Ja, denn wir versuchen bei Erkrankungen natürlich, so früh wie möglich zu intervenieren. Wir haben immer noch eine zeitliche Lücke zwischen dem Auftreten der Symptome und dem Nachweis der Troponine beziehungsweise dem Start einer Therapie. In dieser Zeit verstopfen die Herzkranzgefäße. Das Copeptin kann helfen, diese Lücke zu verkleinern. Copeptin ist ein Prohormon, das bei endogenem Stress innerhalb von Minuten seitens der Hypophyse freigesetzt wird. 
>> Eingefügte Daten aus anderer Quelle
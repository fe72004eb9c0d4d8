//! Workspace umbrella crate for slugkit.
//!
//! Re-exports the slug engine and adds what a host application needs around
//! it: engines described by YAML or JSON files, and a metrics hook so slug
//! latency and registry collisions can be observed with a single API entry
//! point.

pub mod config;

pub use config::{ConfigLoadError, SlugYamlConfig, SlugkitConfig, UniqueYamlConfig};
pub use slugcore::{
    DEFAULT_MAX_LENGTH, DEFAULT_MIN_LENGTH, DEFAULT_SEPARATOR, Issued, Overrides, Pretranslate,
    SlugError, SlugOptions, Slugify, SlugifyBuilder, Transliterate, TransliterateKind,
    UniqueSlugify, decode_lenient, slugify,
};

use std::sync::{Arc, OnceLock, RwLock};
use std::time::{Duration, Instant};

/// Metrics observer for slug generation.
pub trait SlugMetrics: Send + Sync {
    fn record_slugify(&self, latency: Duration, slug_len: usize);
    /// Called when a unique slug needed `attempts` suffixed candidates.
    fn record_collision(&self, attempts: usize);
}

/// Install or clear the global slug metrics recorder.
pub fn set_slug_metrics(recorder: Option<Arc<dyn SlugMetrics>>) {
    let mut guard = metrics_lock()
        .write()
        .unwrap_or_else(|poisoned| poisoned.into_inner());
    *guard = recorder;
}

fn metrics_lock() -> &'static RwLock<Option<Arc<dyn SlugMetrics>>> {
    static METRICS: OnceLock<RwLock<Option<Arc<dyn SlugMetrics>>>> = OnceLock::new();
    METRICS.get_or_init(|| RwLock::new(None))
}

fn metrics_recorder() -> Option<Arc<dyn SlugMetrics>> {
    let guard = metrics_lock()
        .read()
        .unwrap_or_else(|poisoned| poisoned.into_inner());
    guard.clone()
}

struct MetricsSpan {
    recorder: Arc<dyn SlugMetrics>,
    start: Instant,
}

impl MetricsSpan {
    fn start() -> Option<Self> {
        metrics_recorder().map(|recorder| Self {
            recorder,
            start: Instant::now(),
        })
    }

    fn record_slugify(self, slug: &str) {
        self.recorder
            .record_slugify(self.start.elapsed(), slug.chars().count());
    }

    fn record_issued(self, issued: &Issued) {
        if issued.collisions > 0 {
            self.recorder.record_collision(issued.collisions);
        }
        self.record_slugify(&issued.slug);
    }
}

/// Slugify `text` with `engine`, reporting to the installed metrics recorder.
pub fn generate_slug(engine: &Slugify, text: &str) -> String {
    generate_slug_with(engine, text, &Overrides::default())
}

pub fn generate_slug_with(engine: &Slugify, text: &str, overrides: &Overrides) -> String {
    let metrics = MetricsSpan::start();
    let slug = engine.slugify_with(text, overrides);
    if let Some(span) = metrics {
        span.record_slugify(&slug);
    }
    slug
}

/// Issue a unique slug for `text`, reporting latency and collisions to the
/// installed metrics recorder.
pub fn generate_unique_slug(registry: &UniqueSlugify, text: &str) -> String {
    generate_unique_slug_with(registry, text, &Overrides::default())
}

pub fn generate_unique_slug_with(
    registry: &UniqueSlugify,
    text: &str,
    overrides: &Overrides,
) -> String {
    let metrics = MetricsSpan::start();
    let issued = registry.issue(text, overrides);
    if let Some(span) = metrics {
        span.record_issued(&issued);
    }
    issued.slug
}
use super::shutdown::shutdown_signal;
use crate::errors::not_found;
use axum::Router;
use core_config::server::ServerConfig;
use std::io;
use tower_http::compression::CompressionLayer;
use tower_http::trace::{DefaultMakeSpan, DefaultOnResponse, TraceLayer};
use tracing::{info, Level};
use utoipa::OpenApi;

/// Starts the Axum server with graceful shutdown.
///
/// Binds to the configured address and serves until SIGINT/SIGTERM.
///
/// # Errors
/// Returns an error if the listener fails to bind or the server errors
/// while running.
pub async fn create_app(router: Router, server_config: &ServerConfig) -> io::Result<()> {
    let listener = tokio::net::TcpListener::bind(server_config.address()).await?;

    info!("Server starting on {}", listener.local_addr()?);
    axum::serve(listener, router.into_make_service())
        .with_graceful_shutdown(shutdown_signal())
        .await
        .inspect_err(|e| {
            tracing::error!("Server encountered an error: {:?}", e);
        })?;

    Ok(())
}

/// Assembles the application router around a set of API routes.
///
/// Sets up:
/// - OpenAPI documentation (Swagger UI at `/swagger-ui`, RapiDoc at `/rapidoc`)
/// - API routes nested under `/api`
/// - Request tracing and response compression
/// - JSON 404 fallback
///
/// Domain routers apply their own state internally; this function only adds
/// cross-cutting concerns.
///
/// # Type Parameters
/// * `T` - A type implementing `utoipa::OpenApi` for API documentation
pub fn create_router<T>(apis: Router) -> Router
where
    T: OpenApi + 'static,
{
    use utoipa_rapidoc::RapiDoc;
    use utoipa_swagger_ui::SwaggerUi;

    Router::new()
        .merge(SwaggerUi::new("/swagger-ui").url("/api-docs/openapi.json", T::openapi()))
        .merge(RapiDoc::new("/api-docs/openapi.json").path("/rapidoc"))
        .nest("/api", apis)
        .fallback(not_found)
        .layer(
            TraceLayer::new_for_http()
                .make_span_with(DefaultMakeSpan::new().level(Level::INFO))
                .on_response(DefaultOnResponse::new().level(Level::INFO)),
        )
        .layer(CompressionLayer::new())
}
Das können natürlich ganz unterschiedliche Stressauslöser sein, ein Unfall, eine Entzündung – aber eben auch ein Herzinfarkt. Dieser Marker ist bereits erhöht, wenn das Troponin noch unauffällig ist und kann somit wertvolle Zeit verschaffen, therapeutische Maßnahmen vorzubereiten. Er bestätigt zwar nicht die Diagnose Herzinfarkt, ist aber ein wichtiger Warnhinweis auf eine vorliegende Erkrankung. Gleichzeitig kann ich bei der Kombination aus unauffälligem Copeptin- und gleichbleibendem Troponin-Wert mit 99-prozentiger Sicherheit sagen, dass kein Herzinfarkt vorliegt.

Wo könnten Biomarker noch zum Einsatz kommen?
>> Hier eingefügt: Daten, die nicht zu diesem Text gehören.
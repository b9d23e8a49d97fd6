//! # Axum Helpers
//!
//! Shared utilities for building Axum web applications.
//!
//! ## Modules
//!
//! - **[`errors`]**: structured error responses (`{"message": "..."}`)
//! - **[`extractors`]**: custom extractors (UUID path, JSON body)
//! - **[`server`]**: router assembly, health endpoint, graceful shutdown

pub mod errors;
pub mod extractors;
pub mod server;

// Re-export error types
pub use errors::{AppError, ErrorResponse};

// Re-export extractors
pub use extractors::{AppJson, UuidPath};

// Re-export server types
pub use server::{create_app, create_router, health_router, shutdown_signal, HealthResponse};
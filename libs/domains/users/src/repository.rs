use async_trait::async_trait;
use uuid::Uuid;

use crate::error::UserResult;
use crate::models::{CreateUserRequest, User, UserFilter, UserPage};

/// Persistence gateway for users.
///
/// Implementations back this trait with a document store; the MongoDB
/// implementation lives in [`crate::mongodb`]. The store must enforce email
/// uniqueness on insert (unique index) — callers only get a fast-path check.
#[cfg_attr(test, mockall::automock)]
#[async_trait]
pub trait UserRepository: Send + Sync {
    /// Insert a new user; assigns id and both timestamps.
    async fn insert(&self, input: CreateUserRequest) -> UserResult<User>;

    /// Look up a user by id.
    async fn find_by_id(&self, id: Uuid) -> UserResult<Option<User>>;

    /// Look up a user by exact email.
    async fn find_by_email(&self, email: &str) -> UserResult<Option<User>>;

    /// Persist a mutation; refreshes `updated_at`, preserves id and
    /// `created_at`.
    async fn update(&self, user: User) -> UserResult<User>;

    /// Hard-delete a user by id; a missing document is a not-found error.
    async fn delete(&self, id: Uuid) -> UserResult<()>;

    /// One page of users matching the filter, sorted by creation time
    /// descending.
    async fn find_page(&self, filter: &UserFilter, page: u64, size: i64)
        -> UserResult<UserPage<User>>;
}
//! MongoDB database connector and utilities

mod config;
mod connector;
mod health;

pub use config::MongoConfig;
pub use connector::{
    connect, connect_from_config, connect_from_config_with_retry, connect_with_retry, MongoError,
};
pub use health::{check_health, check_health_detailed, HealthStatus};

// Re-export MongoDB types for convenience
pub use mongodb::{Client, Collection, Database};
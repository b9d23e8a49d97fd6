#[cfg(feature = "config")]
use core_config::{ConfigError, FromEnv};

/// MongoDB connection settings.
///
/// Construct manually or load from environment variables (with the `config`
/// feature).
#[derive(Clone, Debug)]
pub struct MongoConfig {
    /// Connection URL: mongodb://[username:password@]host[:port][?options]
    pub url: String,

    /// Database name to use
    pub database: String,

    /// Optional application name reported to the server
    pub app_name: Option<String>,

    /// Connection pool bounds
    pub max_pool_size: u32,
    pub min_pool_size: u32,

    /// Timeouts in seconds
    pub connect_timeout_secs: u64,
    pub server_selection_timeout_secs: u64,
}

impl MongoConfig {
    /// Config for the given URL and database with default pool settings.
    pub fn with_database(url: impl Into<String>, database: impl Into<String>) -> Self {
        Self {
            url: url.into(),
            database: database.into(),
            ..Self::default()
        }
    }

    /// Set the application name reported to the server.
    pub fn with_app_name(mut self, app_name: impl Into<String>) -> Self {
        self.app_name = Some(app_name.into());
        self
    }

    pub fn url(&self) -> &str {
        &self.url
    }

    pub fn database(&self) -> &str {
        &self.database
    }
}

impl Default for MongoConfig {
    fn default() -> Self {
        Self {
            url: "mongodb://localhost:27017".to_string(),
            database: "default".to_string(),
            app_name: None,
            max_pool_size: 100,
            min_pool_size: 5,
            connect_timeout_secs: 10,
            server_selection_timeout_secs: 30,
        }
    }
}

#[cfg(feature = "config")]
fn env_parsed<T: std::str::FromStr>(key: &str, default: &str) -> Result<T, ConfigError>
where
    T::Err: std::fmt::Display,
{
    std::env::var(key)
        .unwrap_or_else(|_| default.to_string())
        .parse()
        .map_err(|e: T::Err| ConfigError::ParseError {
            key: key.to_string(),
            details: format!("{}", e),
        })
}

/// Load MongoConfig from environment variables.
///
/// - `MONGODB_URL` (required) - connection string
/// - `MONGODB_DATABASE` (required) - database name
/// - `MONGODB_APP_NAME` (optional)
/// - `MONGODB_MAX_POOL_SIZE` (default: 100)
/// - `MONGODB_MIN_POOL_SIZE` (default: 5)
/// - `MONGODB_CONNECT_TIMEOUT_SECS` (default: 10)
/// - `MONGODB_SERVER_SELECTION_TIMEOUT_SECS` (default: 30)
#[cfg(feature = "config")]
impl FromEnv for MongoConfig {
    fn from_env() -> Result<Self, ConfigError> {
        Ok(Self {
            url: core_config::env_required("MONGODB_URL")?,
            database: core_config::env_required("MONGODB_DATABASE")?,
            app_name: std::env::var("MONGODB_APP_NAME").ok(),
            max_pool_size: env_parsed("MONGODB_MAX_POOL_SIZE", "100")?,
            min_pool_size: env_parsed("MONGODB_MIN_POOL_SIZE", "5")?,
            connect_timeout_secs: env_parsed("MONGODB_CONNECT_TIMEOUT_SECS", "10")?,
            server_selection_timeout_secs: env_parsed(
                "MONGODB_SERVER_SELECTION_TIMEOUT_SECS",
                "30",
            )?,
        })
    }
}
Da kommen viele Bereiche in Frage. In der Kardiologie gibt es zwei zuverlässige Biomarker, die auf eine Herzinsuffizienz hinweisen: das Protein BNP und das Vorläufer-Fragment NT-proBNP. Diese zeigen an, wie hoch die Wandspannung im Herzen ist. Eine erhöhte Wandspannung ist ein klares Zeichen für eine Herzinsuffizienz, sind die beiden Marker erhöht, muss eingegriffen werden. Welcher Marker speziell gemessen wird, ist jedoch für die Erstdiagnose zweitrangig.
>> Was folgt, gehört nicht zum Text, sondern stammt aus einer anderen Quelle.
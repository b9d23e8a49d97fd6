pub mod server;
pub mod tracing;

use std::env;
use thiserror::Error;

/// Configuration error type
#[derive(Error, Debug)]
pub enum ConfigError {
    #[error("Environment variable '{0}' is required but not set")]
    MissingEnvVar(String),

    #[error("Failed to parse environment variable '{key}': {details}")]
    ParseError { key: String, details: String },
}

/// Application environment (dev = local, prod = deployed)
#[derive(Clone, Debug, PartialEq, Eq)]
pub enum Environment {
    Development,
    Production,
}

impl Environment {
    pub fn from_env() -> Self {
        let app_env = env::var("APP_ENV").unwrap_or_else(|_| "development".to_string());

        if app_env.eq_ignore_ascii_case("production") {
            Environment::Production
        } else {
            Environment::Development
        }
    }

    pub fn is_production(&self) -> bool {
        matches!(self, Environment::Production)
    }

    pub fn is_development(&self) -> bool {
        matches!(self, Environment::Development)
    }
}

/// Trait for configuration that can be loaded from environment variables
pub trait FromEnv: Sized {
    fn from_env() -> Result<Self, ConfigError>;
}

/// Static application metadata exposed on health endpoints
#[derive(Clone, Debug)]
pub struct AppInfo {
    pub name: &'static str,
    pub version: &'static str,
}

/// Build an [`AppInfo`] from the calling crate's Cargo metadata
#[macro_export]
macro_rules! app_info {
    () => {
        $crate::AppInfo {
            name: env!("CARGO_PKG_NAME"),
            version: env!("CARGO_PKG_VERSION"),
        }
    };
}

/// Helper to load an environment variable with a default value
pub fn env_or_default(key: &str, default: &str) -> String {
    env::var(key).unwrap_or_else(|_| default.to_string())
}

/// Helper to load a required environment variable or return an error
pub fn env_required(key: &str) -> Result<String, ConfigError> {
    env::var(key).map_err(|_| ConfigError::MissingEnvVar(key.to_string()))
}

#[cfg(test)]
mod tests {
    use super::*;

    #[test]
    fn environment_defaults_to_development() {
        temp_env::with_var_unset("APP_ENV", || {
            let env = Environment::from_env();
            assert_eq!(env, Environment::Development);
            assert!(env.is_development());
            assert!(!env.is_production());
        });
    }

    #[test]
    fn environment_production_case_insensitive() {
        temp_env::with_var("APP_ENV", Some("PRODUCTION"), || {
            assert_eq!(Environment::from_env(), Environment::Production);
        });

        temp_env::with_var("APP_ENV", Some("production"), || {
            assert_eq!(Environment::from_env(), Environment::Production);
        });
    }

    #[test]
    fn environment_unknown_defaults_to_development() {
        temp_env::with_var("APP_ENV", Some("staging"), || {
            assert_eq!(Environment::from_env(), Environment::Development);
        });
    }

    #[test]
    fn env_or_default_prefers_set_value() {
        temp_env::with_var("CFG_TEST_VAR", Some("set"), || {
            assert_eq!(env_or_default("CFG_TEST_VAR", "default"), "set");
        });

        temp_env::with_var_unset("CFG_TEST_VAR", || {
            assert_eq!(env_or_default("CFG_TEST_VAR", "default"), "default");
        });
    }

    #[test]
    fn env_required_reports_missing_key() {
        temp_env::with_var_unset("CFG_REQUIRED_VAR", || {
            let err = env_required("CFG_REQUIRED_VAR").unwrap_err();
            assert!(err.to_string().contains("CFG_REQUIRED_VAR"));
            assert!(err.to_string().contains("required"));
        });
    }

    #[test]
    fn app_info_macro_uses_cargo_metadata() {
        let info = app_info!();
        assert_eq!(info.name, "core_config");
        assert!(!info.version.is_empty());
    }
}
use tracing::info;

/// Completes when the process receives SIGINT (Ctrl+C) or SIGTERM.
///
/// Used with `axum::serve(...).with_graceful_shutdown(...)` so in-flight
/// requests finish before the listener closes.
pub async fn shutdown_signal() {
    let ctrl_c = async {
        tokio::signal::ctrl_c()
            .await
            .unwrap_or_else(|e| tracing::error!("Failed to install Ctrl+C handler: {}", e));
    };

    #[cfg(unix)]
    let terminate = async {
        match tokio::signal::unix::signal(tokio::signal::unix::SignalKind::terminate()) {
            Ok(mut signal) => {
                signal.recv().await;
            }
            Err(e) => tracing::error!("Failed to install SIGTERM handler: {}", e),
        }
    };

    #[cfg(not(unix))]
    let terminate = std::future::pending::<()>();

    tokio::select! {
        _ = ctrl_c => info!("Received Ctrl+C, shutting down"),
        _ = terminate => info!("Received SIGTERM, shutting down"),
    }
}
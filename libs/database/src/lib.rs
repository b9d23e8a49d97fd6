//! Database library providing connection management utilities.
//!
//! # Features
//!
//! - `mongodb` (default) - MongoDB connector, health checks
//! - `config` - `core_config::FromEnv` support for connection settings
//!
//! # Example
//!
//! ```ignore
//! use database::mongodb;
//!
//! let client = mongodb::connect("mongodb://localhost:27017").await?;
//! let db = client.database("mydb");
//! let collection = db.collection::<Document>("users");
//! ```

pub mod common;

#[cfg(feature = "mongodb")]
pub mod mongodb;

pub use common::{retry, retry_with_backoff, RetryConfig};
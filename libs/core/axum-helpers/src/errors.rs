use axum::{
    http::StatusCode,
    response::{IntoResponse, Response},
    Json,
};
use serde::Serialize;
use thiserror::Error;
use utoipa::ToSchema;

/// Message returned for any unexpected failure. Internal detail is logged,
/// never surfaced to clients.
pub const INTERNAL_ERROR_MESSAGE: &str = "Something went wrong";

/// Standard error response body.
///
/// Every error response carries this shape:
///
/// ```json
/// {
///   "message": "User not found"
/// }
/// ```
#[derive(Serialize, ToSchema)]
pub struct ErrorResponse {
    /// Human-readable error message
    pub message: String,
}

impl ErrorResponse {
    pub fn new(message: impl Into<String>) -> Self {
        Self {
            message: message.into(),
        }
    }
}

/// Application error type that converts to HTTP responses.
///
/// This is the single translation boundary between domain failures and the
/// wire: domain crates convert their error kinds into `AppError` and nothing
/// downstream inspects error kinds again.
#[derive(Debug, Error)]
#[non_exhaustive]
pub enum AppError {
    #[error("Bad Request: {0}")]
    BadRequest(String),

    #[error("Not Found: {0}")]
    NotFound(String),

    #[error("Internal Server Error: {0}")]
    InternalServerError(String),
}

impl IntoResponse for AppError {
    fn into_response(self) -> Response {
        let (status, message) = match self {
            AppError::BadRequest(msg) => {
                tracing::info!("Bad request: {}", msg);
                (StatusCode::BAD_REQUEST, msg)
            }
            AppError::NotFound(msg) => {
                tracing::info!("Not found: {}", msg);
                (StatusCode::NOT_FOUND, msg)
            }
            AppError::InternalServerError(msg) => {
                tracing::error!("Internal server error: {}", msg);
                (
                    StatusCode::INTERNAL_SERVER_ERROR,
                    INTERNAL_ERROR_MESSAGE.to_string(),
                )
            }
        };

        (status, Json(ErrorResponse::new(message))).into_response()
    }
}

/// Fallback handler for unmatched routes.
pub async fn not_found() -> Response {
    let body = Json(ErrorResponse::new("The requested resource was not found"));
    (StatusCode::NOT_FOUND, body).into_response()
}
//! MongoDB implementation of UserRepository

use async_trait::async_trait;
use chrono::Utc;
use futures_util::TryStreamExt;
use mongodb::{
    bson::{doc, to_bson, Bson, Document},
    options::{FindOptions, IndexOptions},
    Collection, Database, IndexModel,
};
use tracing::instrument;
use uuid::Uuid;

use crate::error::{UserError, UserResult};
use crate::models::{CreateUserRequest, User, UserFilter, UserPage};
use crate::repository::UserRepository;

const USERS_COLLECTION: &str = "users";

/// MongoDB-backed user repository
pub struct MongoUserRepository {
    collection: Collection<User>,
}

impl MongoUserRepository {
    pub fn new(db: Database) -> Self {
        Self {
            collection: db.collection::<User>(USERS_COLLECTION),
        }
    }

    /// Repository over a custom collection name (used by tests)
    pub fn with_collection(db: Database, collection_name: &str) -> Self {
        Self {
            collection: db.collection::<User>(collection_name),
        }
    }

    /// Create the unique index on `email`.
    ///
    /// Call once at startup. The index is the hard uniqueness guarantee; the
    /// service-level duplicate check is only a fast path.
    pub async fn ensure_indexes(&self) -> UserResult<()> {
        let index = IndexModel::builder()
            .keys(doc! { "email": 1 })
            .options(IndexOptions::builder().unique(true).build())
            .build();

        self.collection.create_index(index).await?;
        tracing::info!("Unique email index ensured on {}", USERS_COLLECTION);
        Ok(())
    }

    fn id_filter(id: Uuid) -> Document {
        doc! { "_id": to_bson(&id).unwrap_or(Bson::Null) }
    }

    /// Build the MongoDB filter document for a [`UserFilter`].
    fn build_filter(filter: &UserFilter) -> Document {
        match filter {
            UserFilter::All => doc! {},
            UserFilter::Status(status) => doc! { "status": status.to_string() },
            UserFilter::Search(term) => {
                // Escape the term so it matches as a literal substring
                let pattern = regex::escape(term);
                doc! {
                    "$or": [
                        { "name": { "$regex": pattern.as_str(), "$options": "i" } },
                        { "email": { "$regex": pattern.as_str(), "$options": "i" } },
                    ]
                }
            }
        }
    }
}

#[async_trait]
impl UserRepository for MongoUserRepository {
    #[instrument(skip(self, input), fields(email = %input.email))]
    async fn insert(&self, input: CreateUserRequest) -> UserResult<User> {
        let user = User::new(input);

        // A racing create with the same email fails here on the unique index.
        self.collection.insert_one(&user).await?;

        tracing::info!(user_id = %user.id, "User created");
        Ok(user)
    }

    #[instrument(skip(self))]
    async fn find_by_id(&self, id: Uuid) -> UserResult<Option<User>> {
        let user = self.collection.find_one(Self::id_filter(id)).await?;
        Ok(user)
    }

    #[instrument(skip(self, email))]
    async fn find_by_email(&self, email: &str) -> UserResult<Option<User>> {
        let user = self.collection.find_one(doc! { "email": email }).await?;
        Ok(user)
    }

    #[instrument(skip(self, user), fields(user_id = %user.id))]
    async fn update(&self, user: User) -> UserResult<User> {
        let mut updated = user;
        updated.updated_at = Utc::now();

        let result = self
            .collection
            .replace_one(Self::id_filter(updated.id), &updated)
            .await?;
        if result.matched_count == 0 {
            return Err(UserError::NotFound);
        }

        tracing::info!(user_id = %updated.id, "User updated");
        Ok(updated)
    }

    #[instrument(skip(self))]
    async fn delete(&self, id: Uuid) -> UserResult<()> {
        let result = self.collection.delete_one(Self::id_filter(id)).await?;
        if result.deleted_count == 0 {
            return Err(UserError::NotFound);
        }

        tracing::info!(user_id = %id, "User deleted");
        Ok(())
    }

    #[instrument(skip(self))]
    async fn find_page(
        &self,
        filter: &UserFilter,
        page: u64,
        size: i64,
    ) -> UserResult<UserPage<User>> {
        let mongo_filter = Self::build_filter(filter);
        let size = size.max(1);

        let total = self.collection.count_documents(mongo_filter.clone()).await?;

        // page comes straight from the query string; saturate instead of
        // overflowing on absurd page indexes.
        let options = FindOptions::builder()
            .limit(size)
            .skip(page.saturating_mul(size as u64))
            .sort(doc! { "created_at": -1 })
            .build();

        let cursor = self
            .collection
            .find(mongo_filter)
            .with_options(options)
            .await?;
        let content: Vec<User> = cursor.try_collect().await?;

        Ok(UserPage::new(content, total, page, size))
    }
}

#[cfg(test)]
mod tests {
    use super::*;
    use crate::models::UserStatus;

    #[test]
    fn build_filter_all_is_empty() {
        let doc = MongoUserRepository::build_filter(&UserFilter::All);
        assert!(doc.is_empty());
    }

    #[test]
    fn build_filter_status_matches_uppercase_value() {
        let doc = MongoUserRepository::build_filter(&UserFilter::Status(UserStatus::Blocked));
        assert_eq!(doc.get_str("status").unwrap(), "BLOCKED");
    }

    #[test]
    fn build_filter_search_covers_name_and_email() {
        let doc = MongoUserRepository::build_filter(&UserFilter::Search("sai".to_string()));
        let branches = doc.get_array("$or").unwrap();
        assert_eq!(branches.len(), 2);
    }

    #[test]
    fn build_filter_search_escapes_regex_metacharacters() {
        let doc = MongoUserRepository::build_filter(&UserFilter::Search("a+b".to_string()));
        let rendered = format!("{}", doc);
        assert!(rendered.contains("a\\+b"));
    }
}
BNP hat eine kürzere Halbwertszeit im Blut, deshalb ist die Bestimmung des NT-proBNP genauer, aber bei einer akuten Herzinsuffizienz sind beide Werte deutlich erhöht. Erst zur Verlaufskontrolle wird mittlerweile oft NT-proBNP bevorzugt, da bestimmte Therapien dessen Metabolisierung beeinflussen und so der Therapieerfolg messbar wird. Sinkt das NT-proBNP, schlägt die Therapie an. Mit ST2, galectin-3 und GDF-15 stehen bereits weitere vielversprechende Marker in den Startlöchern.

Wie sieht die Zukunft der Biomarker-Diagnostik aus?

Ob in der Genetik oder Epigenetik, ob Lipide oder Mikro-RNAs, die Möglichkeiten sind immens

Stefan Holdenrieder

Das Potential von Biomarkern ist noch weit davon entfernt, ausgeschöpft zu sein. Es gibt momentan eine Vielzahl an Studien, die sich damit beschäftigen, wo Biomarker noch unterstützen könnten. Ob in der Genetik oder Epigenetik, ob Lipide oder Mikro-RNAs, die Möglichkeiten sind immens. Bei Arteriosklerose hat sich beispielsweise gezeigt, dass Mikro-RNAs einen Hinweis darauf geben können, ob ein weiterer Infarkt wahrscheinlich ist. Dadurch könnte besonders bei Risikopatienten die Prognostik deutlich verbessert werden. Das ist aber noch Neuland, da dies auch den Umgang mit großen informationstechnischen Datensätzen voraussetzt. Letztendlich werden wir uns aber vor allem damit beschäftigen, was dem Patienten wirklich hilft.


Profil:

Professor Stefan Holdenrieder ist Leiter des Instituts für Laboratoriumsmedizin am Deutschen Herzzentrum in München. Zuvor war er am Institut für Klinische Chemie und Klinische Pharmakologie an der Universität Bonn aktiv. Der Schwerpunkt seiner Forschung liegt in der Entwicklung und Evaluierung neuer labordiagnostischer Biomarker und Technologien für Kardiologie, Onkologie, Immunologie und Neurologie. Ein besonderer Fokus liegt zudem auf zirkulierenden zellulären Nukleinsäuren (CNA) und deren genetische und epigenetische Ausprägungen.